En effet, vendredi 27 août 2021, le Premier ministre Docteur Choguel Kokalla Maïga a rencontré la classe politique malienne toutes tendances confondues au Centre international de conférences de Bamako (CICB). Les débats, qui ont pris plus de cinq (05) heures d’horloge, portaient  sur le Plan de l’action gouvernementale (PAG) présenté par le Premier ministre et validé par le Conseil national de transition (CNT).

Si l’objectif recherché à travers cette rencontre était d’acquérir un large  consensus et une inclusivité autour de ce programme en vue d’une transition bien reçue pour le plus grand bonheur de l’ensemble du peuple malien, force est de constater que l’attendu est très loin d’être acquis au contraire, elle fut l’occasion plutôt d’étaler au grand jour les  divergences profondes qui marquent la classe politique. Tout porte à croire que le bout du tunnel est loin d’être à portée de main.

Si tout le monde s’engage à soutenir la transition pour sa réussite car l’avenir du pays en dépend, il semble difficile de trouver un consensus sur la méthodologie à adopter pour sa conduite.
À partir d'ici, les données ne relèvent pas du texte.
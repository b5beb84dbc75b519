/// All game entity types, data only.  Motion lives in `compute`, drawing in
/// `render`.

use std::collections::VecDeque;

use crate::config::GameConfig;

/// Opaque handle to host-owned imagery.  The core never inspects it; the host
/// resolves it to whatever it can actually draw.
#[derive(Clone, Copy, Debug, PartialEq, Eq, Hash)]
pub enum Sprite {
    Runner,
    Cactus,
    Bird,
}

#[derive(Clone, Copy, Debug, PartialEq, Eq)]
pub enum EntityKind {
    Player,
    GroundHazard,
    FlyingHazard,
}

#[derive(Clone, Copy, Debug, PartialEq, Eq)]
pub enum GameStatus {
    Playing,
    GameOver,
}

// ── Geometry ─────────────────────────────────────────────────────────────────

#[derive(Clone, Copy, Debug, PartialEq)]
pub struct Point {
    pub x: f64,
    pub y: f64,
}

/// Axis-aligned rectangle in field pixels, origin top-left.
#[derive(Clone, Copy, Debug, PartialEq)]
pub struct Rect {
    pub x: f64,
    pub y: f64,
    pub width: f64,
    pub height: f64,
}

impl Rect {
    pub fn new(x: f64, y: f64, width: f64, height: f64) -> Self {
        Rect { x, y, width, height }
    }

    pub fn right(&self) -> f64 {
        self.x + self.width
    }

    pub fn bottom(&self) -> f64 {
        self.y + self.height
    }
}

// ── Shared body ──────────────────────────────────────────────────────────────

/// Position, extent and visual handle shared by every entity.  The extent is
/// fixed when the body is built.
#[derive(Clone, Debug, PartialEq)]
pub struct Body {
    pub x: f64,
    pub y: f64,
    width: f64,
    height: f64,
    sprite: Sprite,
}

impl Body {
    pub fn new(x: f64, y: f64, width: f64, height: f64, sprite: Sprite) -> Self {
        Body { x, y, width, height, sprite }
    }

    pub fn width(&self) -> f64 {
        self.width
    }

    pub fn height(&self) -> f64 {
        self.height
    }

    pub fn sprite(&self) -> Sprite {
        self.sprite
    }

    pub fn bounds(&self) -> Rect {
        Rect::new(self.x, self.y, self.width, self.height)
    }
}

// ── Player ───────────────────────────────────────────────────────────────────

#[derive(Clone, Debug)]
pub struct Player {
    pub body: Body,
    /// Vertical velocity; negative is upwards.
    pub velocity: f64,
    /// Past positions, oldest first.  Never longer than `trail_cap`.
    pub(crate) trail: VecDeque<Point>,
    pub(crate) trail_cap: usize,
}

impl Player {
    /// A grounded player at rest on the baseline.
    pub fn new(config: &GameConfig) -> Self {
        Player {
            body: Body::new(
                config.player_x,
                config.ground_level,
                config.player_size,
                config.player_size,
                Sprite::Runner,
            ),
            velocity: 0.0,
            trail: VecDeque::with_capacity(config.trail_len + 1),
            trail_cap: config.trail_len,
        }
    }

    pub fn trail(&self) -> &VecDeque<Point> {
        &self.trail
    }
}

// ── Hazards ──────────────────────────────────────────────────────────────────

/// Static obstacle sitting on the ground.
#[derive(Clone, Debug)]
pub struct GroundHazard {
    pub body: Body,
    /// Speed captured at spawn time.
    pub speed: f64,
}

impl GroundHazard {
    pub fn new(x: f64, speed: f64, config: &GameConfig) -> Self {
        GroundHazard {
            body: Body::new(
                x,
                config.ground_level + config.obstacle_size,
                config.obstacle_size,
                config.obstacle_size,
                Sprite::Cactus,
            ),
            speed,
        }
    }
}

/// Bobbing hazard flying at head height.
#[derive(Clone, Debug)]
pub struct FlyingHazard {
    pub body: Body,
    /// Speed captured at spawn time.
    pub speed: f64,
    pub phase: f64,
    pub baseline: f64,
}

impl FlyingHazard {
    pub fn new(x: f64, speed: f64, config: &GameConfig) -> Self {
        let baseline = config.bird_baseline();
        FlyingHazard {
            body: Body::new(x, baseline, config.bird_size, config.bird_size, Sprite::Bird),
            speed,
            phase: 0.0,
            baseline,
        }
    }
}

#[derive(Clone, Debug)]
pub enum Hazard {
    Ground(GroundHazard),
    Flying(FlyingHazard),
}

impl Hazard {
    pub fn body(&self) -> &Body {
        match self {
            Hazard::Ground(h) => &h.body,
            Hazard::Flying(h) => &h.body,
        }
    }

    pub fn kind(&self) -> EntityKind {
        match self {
            Hazard::Ground(_) => EntityKind::GroundHazard,
            Hazard::Flying(_) => EntityKind::FlyingHazard,
        }
    }

    pub fn speed(&self) -> f64 {
        match self {
            Hazard::Ground(h) => h.speed,
            Hazard::Flying(h) => h.speed,
        }
    }
}

/// Borrowed view over any entity the session owns.
#[derive(Clone, Copy, Debug)]
pub enum Entity<'a> {
    Player(&'a Player),
    Hazard(&'a Hazard),
}

impl<'a> Entity<'a> {
    pub fn kind(&self) -> EntityKind {
        match *self {
            Entity::Player(_) => EntityKind::Player,
            Entity::Hazard(h) => h.kind(),
        }
    }

    pub fn body(&self) -> &'a Body {
        match *self {
            Entity::Player(p) => &p.body,
            Entity::Hazard(h) => h.body(),
        }
    }
}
Les principales  pommes de discorde portent surtout sur deux (02) axes principaux de ce plan d’action à savoir la tenue d’une conférence sociale d’entente et la mise en place d’un organe unique de gestion.

Pour le Premier ministre, ces deux (02) points fondamentaux sont d’une impérieuse nécessité pour sauver ce qui peut l’être encore. Selon lui, pour une meilleure transparence dans la gestion des élections et pour garantir la neutralité et la crédibilité des élections au terme desquelles  tout le monde serait d’accord avec les résultats, il faut des préalables qui constitueront les fondations d’une nouvelle République et ces préalables ne sauraient être définis qu’ensemble autour d’une même table, d’où la tenue de cette conférence sociale qui servirait de tribune où toutes les questions relatives à la refondation de notre État seront débattues sans démagogie aucune.

Par contre, au regard de la quarantaine de partis politiques regroupés au sein d’une coalition, tous ceux-ci ne constituent en réalité qu’un stratagème pour les militaires de confisquer le pouvoir avec la complicité de certaine classe politique.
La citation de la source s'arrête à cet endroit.